> Required work
In the data that follows, every line containing the word "Uuid" should be returned.

___ Records provided ___

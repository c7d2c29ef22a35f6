//! 批次生產紀錄
//!
//! 嚴格依序：驗證 → 配方快照 → 由快照展開原料 → FIFO 扣料 → 成品入庫 → 寫入事件。
//! 快照必須在扣料之前建立；任何一步失敗都會回滾整個操作。

use chrono::{DateTime, Utc};
use prodplan_core::event::summarize_cost;
use prodplan_core::{
    Catalog, ConsumptionRecord, ConsumptionSource, EngineConfig, EventKind, InventoryRead,
    PlanError, ProductionEvent, RecipeSnapshot, UnitConverter, UnitOfWork,
};
use rust_decimal::Decimal;
use serde::{Deserialize, Serialize};
use uuid::Uuid;

use crate::aggregation::Requirements;
use crate::atomic::atomically;
use crate::fifo::FifoLedger;

/// 生產請求
#[derive(Debug, Clone, PartialEq, Serialize, Deserialize)]
pub struct ProductionRequest {
    pub recipe_id: String,
    pub batches: u64,
    /// 實際產量（可少於預期）
    pub actual_yield: u64,
    pub scale_factor: Decimal,
    /// 產量配置名稱（None 使用標準配置）
    pub yield_label: Option<String>,
    pub recorded_at: Option<DateTime<Utc>>,
}

impl ProductionRequest {
    pub fn new(recipe_id: &str, batches: u64, actual_yield: u64) -> Self {
        Self {
            recipe_id: recipe_id.to_string(),
            batches,
            actual_yield,
            scale_factor: Decimal::ONE,
            yield_label: None,
            recorded_at: None,
        }
    }

    /// 建構器模式：設置縮放倍數
    pub fn with_scale_factor(mut self, scale_factor: Decimal) -> Self {
        self.scale_factor = scale_factor;
        self
    }

    /// 建構器模式：指定產量配置
    pub fn with_yield_label(mut self, label: &str) -> Self {
        self.yield_label = Some(label.to_string());
        self
    }

    /// 建構器模式：設置紀錄時間
    pub fn with_recorded_at(mut self, at: DateTime<Utc>) -> Self {
        self.recorded_at = Some(at);
        self
    }
}

/// 生產紀錄器
pub struct ProductionRecorder<'a, C: Catalog + ?Sized> {
    catalog: &'a C,
    converter: &'a UnitConverter,
    config: &'a EngineConfig,
}

impl<'a, C: Catalog + ?Sized> ProductionRecorder<'a, C> {
    pub fn new(catalog: &'a C, converter: &'a UnitConverter, config: &'a EngineConfig) -> Self {
        Self {
            catalog,
            converter,
            config,
        }
    }

    /// 紀錄一次批次生產（在呼叫端的交易內執行）
    pub fn record<W: UnitOfWork + ?Sized>(
        &self,
        tx: &mut W,
        request: &ProductionRequest,
    ) -> prodplan_core::Result<ProductionEvent> {
        // Phase 1: 驗證（無副作用）
        if request.batches == 0 {
            return Err(PlanError::invalid_quantity("batches", Decimal::ZERO));
        }
        if request.scale_factor <= Decimal::ZERO {
            return Err(PlanError::invalid_quantity("scale_factor", request.scale_factor));
        }

        let recipe = self.catalog.require_recipe(&request.recipe_id)?;
        let yield_config = match &request.yield_label {
            Some(label) => recipe
                .yield_configs
                .iter()
                .find(|c| &c.label == label)
                .ok_or_else(|| PlanError::NotFound {
                    kind: "產量配置",
                    id: format!("{}:{}", recipe.id, label),
                })?,
            None => recipe.primary_yield()?,
        };
        recipe.validate_yield(yield_config)?;

        let recorded_at = request.recorded_at.unwrap_or_else(Utc::now);

        tracing::info!(
            "紀錄生產：配方 {}，{} 批，實際產量 {}",
            recipe.id,
            request.batches,
            request.actual_yield
        );

        atomically(tx, "紀錄生產", |tx| {
            // Phase 2: 快照先於任何扣料
            let snapshot =
                RecipeSnapshot::capture(&recipe, yield_config, request.scale_factor, recorded_at);
            tx.insert_recipe_snapshot(snapshot.clone())?;

            // Phase 3: 由快照（而非現行配方）展開原料
            let mut requirements = Requirements::new();
            for ingredient in snapshot.requirements_for(request.batches) {
                requirements.add(&ingredient.item_id, &ingredient.unit, ingredient.quantity);
            }

            // Phase 4: FIFO 扣料
            let event_id = Uuid::new_v4();
            let ledger = FifoLedger::new(self.converter);
            let mut consumptions = Vec::new();
            for line in requirements.lines() {
                let trace = ledger.consume(tx, &line.item_id, line.quantity, &line.unit, false)?;
                for draw in trace.draws {
                    consumptions.push(ConsumptionRecord::new(
                        event_id,
                        EventKind::Production,
                        ConsumptionSource::Lot(draw.lot_id),
                        line.item_id.clone(),
                        draw.quantity,
                        draw.unit,
                        draw.cost_per_unit,
                        recorded_at,
                    ));
                }
            }

            let (total_cost, per_unit_cost) =
                summarize_cost(&consumptions, request.actual_yield, self.config.cost_scale);

            // Phase 5: 成品入庫
            if request.actual_yield > 0 {
                let mut goods = tx.finished_goods(&recipe.id)?;
                goods.receive(request.actual_yield, total_cost);
                tx.save_finished_goods(goods)?;
            } else {
                tracing::warn!("配方 {} 本次生產實際產量為 0，成本 {} 不入庫", recipe.id, total_cost);
            }

            // Phase 6: 寫入事件
            let event = ProductionEvent {
                id: event_id,
                recipe_id: recipe.id.clone(),
                snapshot_id: snapshot.id,
                batches: request.batches,
                expected_yield: snapshot.expected_yield(request.batches),
                actual_yield: request.actual_yield,
                total_cost,
                per_unit_cost,
                recorded_at,
                consumptions,
            };
            tx.insert_production_event(event.clone())?;

            tracing::info!(
                "生產完成：事件 {}，總成本 {}，單位成本 {:?}",
                event.id,
                event.total_cost,
                event.per_unit_cost
            );
            Ok(event)
        })
    }
}

#[cfg(test)]
mod tests {
    use super::*;
    use chrono::TimeZone;
    use prodplan_core::{MemoryCatalog, MemoryStore, MemoryTransaction, Recipe, YieldConfig};

    fn at(day: u32) -> DateTime<Utc> {
        Utc.with_ymd_and_hms(2025, 11, day, 9, 0, 0).unwrap()
    }

    fn setup() -> (MemoryCatalog, UnitConverter, EngineConfig, MemoryStore, MemoryTransaction) {
        let mut catalog = MemoryCatalog::new();
        catalog.upsert_recipe(
            Recipe::new("COOKIE", "Sugar Cookie")
                .with_yield(Decimal::from(48))
                .with_yield_config(YieldConfig::new("half", Decimal::from(24), Decimal::new(5, 1)))
                .with_ingredient("FLOUR", Decimal::from(500), "g")
                .with_ingredient("SUGAR", Decimal::from(200), "g"),
        );

        let converter = UnitConverter::new();
        let store = MemoryStore::new();
        let mut tx = store.begin().unwrap();
        let ledger = FifoLedger::new(&converter);
        ledger
            .receive(&mut tx, "FLOUR", Decimal::from(1), "kg", Decimal::from(3), at(1))
            .unwrap();
        ledger
            .receive(&mut tx, "SUGAR", Decimal::from(300), "g", Decimal::new(1, 2), at(1))
            .unwrap();

        (catalog, converter, EngineConfig::default(), store, tx)
    }

    fn remaining(tx: &MemoryTransaction, item: &str) -> Decimal {
        tx.lots_for_item(item)
            .unwrap()
            .iter()
            .map(|l| l.quantity_remaining)
            .sum()
    }

    #[test]
    fn test_record_production() {
        let (catalog, converter, config, _store, mut tx) = setup();
        let recorder = ProductionRecorder::new(&catalog, &converter, &config);

        let event = recorder
            .record(&mut tx, &ProductionRequest::new("COOKIE", 1, 48))
            .unwrap();

        // 0.5 kg × 3 + 200 g × 0.01
        assert_eq!(event.total_cost, Decimal::new(35, 1));
        assert_eq!(event.per_unit_cost, Some(Decimal::new(729, 4)));
        assert_eq!(event.expected_yield, Decimal::from(48));
        assert_eq!(event.consumptions.len(), 2);
        assert_eq!(remaining(&tx, "FLOUR"), Decimal::new(5, 1));
        assert_eq!(remaining(&tx, "SUGAR"), Decimal::from(100));

        let goods = tx.finished_goods("COOKIE").unwrap();
        assert_eq!(goods.on_hand, 48);
        assert_eq!(goods.carrying_value, Decimal::new(35, 1));

        let snapshot = tx.recipe_snapshot(event.snapshot_id).unwrap().unwrap();
        assert_eq!(snapshot.recipe_id, "COOKIE");
        assert_eq!(tx.production_events("COOKIE").unwrap().len(), 1);
    }

    #[test]
    fn test_insufficient_rolls_back_everything() {
        let (catalog, converter, config, _store, mut tx) = setup();
        let recorder = ProductionRecorder::new(&catalog, &converter, &config);

        // 2 批需要 400 g 糖，只有 300 g；麵粉（排序在前）會先被扣光
        let err = recorder
            .record(&mut tx, &ProductionRequest::new("COOKIE", 2, 96))
            .unwrap_err();

        assert!(matches!(err, PlanError::InsufficientInventory { .. }));
        assert_eq!(remaining(&tx, "FLOUR"), Decimal::ONE);
        assert_eq!(remaining(&tx, "SUGAR"), Decimal::from(300));
        assert!(tx.production_events("COOKIE").unwrap().is_empty());
        assert_eq!(tx.finished_goods("COOKIE").unwrap().on_hand, 0);
    }

    #[test]
    fn test_under_yield_is_recorded() {
        let (catalog, converter, config, _store, mut tx) = setup();
        let recorder = ProductionRecorder::new(&catalog, &converter, &config);

        let event = recorder
            .record(&mut tx, &ProductionRequest::new("COOKIE", 1, 40))
            .unwrap();
        assert_eq!(event.yield_variance(), Decimal::from(-8));

        let failed = recorder
            .record(
                &mut tx,
                &ProductionRequest::new("COOKIE", 1, 0).with_yield_label("half"),
            )
            .unwrap();
        assert_eq!(failed.actual_yield, 0);
        assert_eq!(failed.per_unit_cost, None);
        assert_eq!(tx.finished_goods("COOKIE").unwrap().on_hand, 40);
    }

    #[test]
    fn test_scale_factor_and_yield_label() {
        let (catalog, converter, config, _store, mut tx) = setup();
        let recorder = ProductionRecorder::new(&catalog, &converter, &config);

        // half 配置 × 1.5：每批麵粉 500 × 0.5 × 1.5 = 375 g
        let event = recorder
            .record(
                &mut tx,
                &ProductionRequest::new("COOKIE", 2, 36)
                    .with_yield_label("half")
                    .with_scale_factor(Decimal::new(15, 1)),
            )
            .unwrap();

        assert_eq!(event.expected_yield, Decimal::from(72));
        assert_eq!(remaining(&tx, "FLOUR"), Decimal::new(25, 2));
    }

    #[test]
    fn test_boundary_validation() {
        let (catalog, converter, config, _store, mut tx) = setup();
        let recorder = ProductionRecorder::new(&catalog, &converter, &config);

        assert!(matches!(
            recorder.record(&mut tx, &ProductionRequest::new("COOKIE", 0, 10)),
            Err(PlanError::InvalidQuantity { .. })
        ));
        assert!(matches!(
            recorder.record(
                &mut tx,
                &ProductionRequest::new("COOKIE", 1, 10).with_scale_factor(Decimal::ZERO)
            ),
            Err(PlanError::InvalidQuantity { .. })
        ));
        assert!(matches!(
            recorder.record(&mut tx, &ProductionRequest::new("NOPE", 1, 10)),
            Err(PlanError::NotFound { .. })
        ));
        assert!(matches!(
            recorder.record(
                &mut tx,
                &ProductionRequest::new("COOKIE", 1, 10).with_yield_label("jumbo")
            ),
            Err(PlanError::NotFound { .. })
        ));
    }
}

___

> Output of the exercise
use uuid::Uuid;
            let event_id = Uuid::new_v4();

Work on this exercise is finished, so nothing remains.